With the continuous exploration of scientific research and the rapid development of medical technology, the efficacy of DEB-TACE on solid tumors has been more and more clarified. DEB-TACE, due to the non-degradable biological properties of the drug-carrying microspheres, not only maintains the embolization function of the traditional arterial embolization but also has a long-lasting embolization time, which breaks the short-lived embolization of previous c-TACE and promotes the complete embolization [88]. At the same time, using microspheres as carriers for loading anti-tumor chemotherapeutic drugs could prevent the drugs from entering the circulatory system of the human body and deliver them directly to the blood vessels of the target tumors, which can reduce the metabolism and wastage of drugs, increase drug concentration around the tumor cells and tissues, enhance the therapeutic efficacy of the anti-tumor therapy, lower the systemic blood concentration, and decrease the adverse reactions of the chemotherapeutic drugs [89]. Moreover, DEB has the property of slow release of chemotherapeutic drugs, which can increase the time and space between chemotherapeutic drugs and tumor tissues, and prolong the anti-tumor effect. Although the cost of DEB-TACE is higher than systemic chemotherapy, it has entered the reimbursement catalogue of medical insurance in many regions in China. Additionally, patients treated with DEB-TACE have a shorter average hospitalization time than that those treated with systemic chemotherapy, which saves the cost of hospitalization to a certain extent. Reviewing relevant literature, we found that domestic DEB-TACE has relatively more applications in hepatocellular carcinoma to confirm its efficacy and safety.
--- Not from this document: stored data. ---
//! Bucketed min-priority queue used as the search frontier.
//!
//! Values sharing an exact priority live in one bucket. Buckets are kept sorted by
//! descending priority so the minimum bucket is always the last element, which makes
//! `extract_min` a pair of `Vec::pop` calls. Within a bucket the most recently
//! inserted value comes out first.
use thiserror::Error;

/// Returned by `BucketQueue::extract_min` on an empty queue.
#[derive(Debug, Error, Clone, Copy, PartialEq, Eq)]
#[error("extract_min called on an empty priority queue")]
pub struct QueueEmpty;

#[derive(Clone, Debug)]
pub struct BucketQueue<T> {
    /// `(priority, values)` pairs, strictly descending by priority, never empty buckets.
    buckets: Vec<(f64, Vec<T>)>,
    len: usize,
}

impl<T> Default for BucketQueue<T> {
    fn default() -> Self {
        Self::new()
    }
}

impl<T> BucketQueue<T> {
    pub fn new() -> Self {
        BucketQueue {
            buckets: Vec::new(),
            len: 0,
        }
    }

    /// Binary search for the bucket holding exactly `priority`.
    ///
    /// `Ok(index)` if it exists, `Err(index)` where it would have to be inserted.
    fn find_bucket(&self, priority: f64) -> Result<usize, usize> {
        self.buckets
            .binary_search_by(|(p, _)| priority.total_cmp(p))
    }

    /// Adds `value` with the given priority in `O(log B)` where B is the number of
    /// distinct priorities present.
    pub fn insert(&mut self, value: T, priority: f64) {
        self.len += 1;
        match self.find_bucket(priority) {
            Ok(idx) => self.buckets[idx].1.push(value),
            Err(idx) => self.buckets.insert(idx, (priority, vec![value])),
        }
    }

    /// Removes and returns the most recently inserted value among those with the
    /// lowest priority.
    ///
    /// # Examples
    /// ```
    /// use npuzzle_solver::queue::BucketQueue;
    /// let mut q = BucketQueue::new();
    /// q.insert("a", 3.0);
    /// q.insert("b", 1.0);
    /// q.insert("c", 3.0);
    /// assert_eq!(q.extract_min(), Ok("b"));
    /// assert_eq!(q.extract_min(), Ok("c"));
    /// assert_eq!(q.extract_min(), Ok("a"));
    /// assert!(q.extract_min().is_err());
    /// ```
    pub fn extract_min(&mut self) -> Result<T, QueueEmpty> {
        let (_, bucket) = self.buckets.last_mut().ok_or(QueueEmpty)?;
        let value = bucket.pop().ok_or(QueueEmpty)?;
        if bucket.is_empty() {
            self.buckets.pop();
        }
        self.len -= 1;
        Ok(value)
    }

    /// Linear scan, lowest priority first. Returns the first value matching `pred`.
    pub fn find<F>(&self, mut pred: F) -> Option<&T>
    where
        F: FnMut(&T) -> bool,
    {
        self.buckets
            .iter()
            .rev()
            .flat_map(|(_, bucket)| bucket.iter())
            .find(|v| pred(v))
    }

    /// Linear scan removing every value matching `pred`. Returns how many were removed.
    pub fn filter<F>(&mut self, mut pred: F) -> usize
    where
        F: FnMut(&T) -> bool,
    {
        let before = self.len;
        for (_, bucket) in self.buckets.iter_mut() {
            bucket.retain(|v| !pred(v));
        }
        self.buckets.retain(|(_, bucket)| !bucket.is_empty());
        self.len = self.buckets.iter().map(|(_, b)| b.len()).sum();
        before - self.len
    }

    /// Linear scan removing the first value (lowest priority first) matching `pred`.
    pub fn filter_one<F>(&mut self, mut pred: F) -> bool
    where
        F: FnMut(&T) -> bool,
    {
        for b in (0..self.buckets.len()).rev() {
            let bucket = &mut self.buckets[b].1;
            if let Some(pos) = bucket.iter().position(|v| pred(v)) {
                bucket.remove(pos);
                if bucket.is_empty() {
                    self.buckets.remove(b);
                }
                self.len -= 1;
                return true;
            }
        }
        false
    }

    pub fn len(&self) -> usize {
        self.len
    }

    pub fn is_empty(&self) -> bool {
        self.len == 0
    }
}

impl<T: PartialEq> BucketQueue<T> {
    /// Linear membership test.
    pub fn has(&self, x: &T) -> bool {
        self.find(|v| v == x).is_some()
    }

    /// Linear lookup of an entry equal to `x`.
    pub fn get(&self, x: &T) -> Option<&T> {
        self.find(|v| v == x)
    }
}

#[cfg(test)]
mod tests {
    use super::*;

    fn drain<T>(q: &mut BucketQueue<T>) -> Vec<T> {
        let mut out = Vec::new();
        while let Ok(v) = q.extract_min() {
            out.push(v);
        }
        out
    }

    #[test]
    fn test_extract_order_with_lifo_ties() {
        let mut q = BucketQueue::new();
        q.insert("five", 5.0);
        q.insert("three-a", 3.0);
        q.insert("three-b", 3.0);
        q.insert("one", 1.0);
        assert_eq!(q.len(), 4);
        assert_eq!(drain(&mut q), vec!["one", "three-b", "three-a", "five"]);
        assert!(q.is_empty());
    }

    #[test]
    fn test_extract_min_on_empty() {
        let mut q: BucketQueue<u32> = BucketQueue::new();
        assert_eq!(q.extract_min(), Err(QueueEmpty));
        q.insert(1, 0.0);
        assert_eq!(q.extract_min(), Ok(1));
        assert_eq!(q.extract_min(), Err(QueueEmpty));
    }

    #[test]
    fn test_buckets_sorted_and_pruned() {
        let mut q = BucketQueue::new();
        for (v, p) in [(1, 4.0), (2, 2.0), (3, 9.0), (4, 2.0), (5, 0.5)] {
            q.insert(v, p);
        }
        let priorities: Vec<f64> = q.buckets.iter().map(|(p, _)| *p).collect();
        assert_eq!(priorities, vec![9.0, 4.0, 2.0, 0.5]);
        assert_eq!(q.buckets.last().map(|(p, _)| *p), Some(0.5));

        q.extract_min().unwrap();
        assert_eq!(q.buckets.last().map(|(p, _)| *p), Some(2.0));
        assert_eq!(q.buckets.len(), 3);
    }

    #[test]
    fn test_fractional_priorities() {
        let mut q = BucketQueue::new();
        q.insert('a', 2.0f64.sqrt());
        q.insert('b', 1.5);
        q.insert('c', 2.0f64.sqrt());
        assert_eq!(drain(&mut q), vec!['c', 'a', 'b']);
    }

    #[test]
    fn test_has_and_get() {
        let mut q = BucketQueue::new();
        q.insert(10, 1.0);
        q.insert(20, 2.0);
        assert!(q.has(&20));
        assert!(!q.has(&30));
        assert_eq!(q.get(&10), Some(&10));
        assert_eq!(q.get(&30), None);
        assert_eq!(q.find(|v| *v > 15), Some(&20));
    }

    #[test]
    fn test_filter_removes_all_matches() {
        let mut q = BucketQueue::new();
        for i in 0..10 {
            q.insert(i, (i % 3) as f64);
        }
        let removed = q.filter(|v| v % 2 == 0);
        assert_eq!(removed, 5);
        assert_eq!(q.len(), 5);
        let mut rest = drain(&mut q);
        rest.sort();
        assert_eq!(rest, vec![1, 3, 5, 7, 9]);
    }

    #[test]
    fn test_filter_prunes_empty_buckets() {
        let mut q = BucketQueue::new();
        q.insert(1, 1.0);
        q.insert(2, 2.0);
        assert_eq!(q.filter(|v| *v == 1), 1);
        assert_eq!(q.buckets.last().map(|(p, _)| *p), Some(2.0));
        assert_eq!(q.extract_min(), Ok(2));
        assert!(q.is_empty());
    }

    #[test]
    fn test_filter_one() {
        let mut q = BucketQueue::new();
        q.insert(7, 3.0);
        q.insert(7, 1.0);
        q.insert(8, 1.0);
        assert!(q.filter_one(|v| *v == 7));
        assert_eq!(q.len(), 2);
        // The low-priority 7 went first.
        assert_eq!(q.extract_min(), Ok(8));
        assert_eq!(q.extract_min(), Ok(7));
        assert!(!q.filter_one(|v| *v == 7));
    }
}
Furthermore, the application of DEB-TACE has been gradually reported in lung cancer, oesophagal cancer, renal cancer, bladder cancer, soft tissue sarcoma, and other related solid tumors; the results of these studies also show that it can prolong the survival of patients and reduce the toxic side effects caused by chemotherapeutic drugs. The disadvantage is that the study's sample size in solid tumors other than liver cancer is relatively small. Therefore, it is necessary to further enlarge the study's sample size to confirm the efficacy and safety of DEB-TACE more strongly in treating solid tumors. Moreover, no severe complications (such as spinal cord injury and ectopic embolism) have been reported after DEB-TACE for the time being, as described in theoretical studies. The technical proficiency and mastery of the clinical operator are the determining factors in avoiding severe complications. Therefore, as clinicians, we should improve our ability to reduce the occurrence of complications.

Due to the characteristic of immune escape, tumor cells are easy to undergo recurrence and metastasis, which is one of the reasons why tumors are challenging to treat. For this reason, a single chemotherapeutic drug may not be effective in killing the tumor cells. In the future, we consider how to make various chemotherapeutic drugs adsorbed on the DEB together to enhance the anti-tumor efficacy, how to select targeted chemotherapeutic drugs for loading on the DEB for anti-tumor treatment according to different tumors, or how to formulate the precise dose of the medicine to be adsorbed on the DEB according to the patient's body surface area. The purpose of DEB-TACE is to achieve individualized anti-tumor therapy. DEB-TACE is expected to optimize its function and widely applied to solid tumors in the future.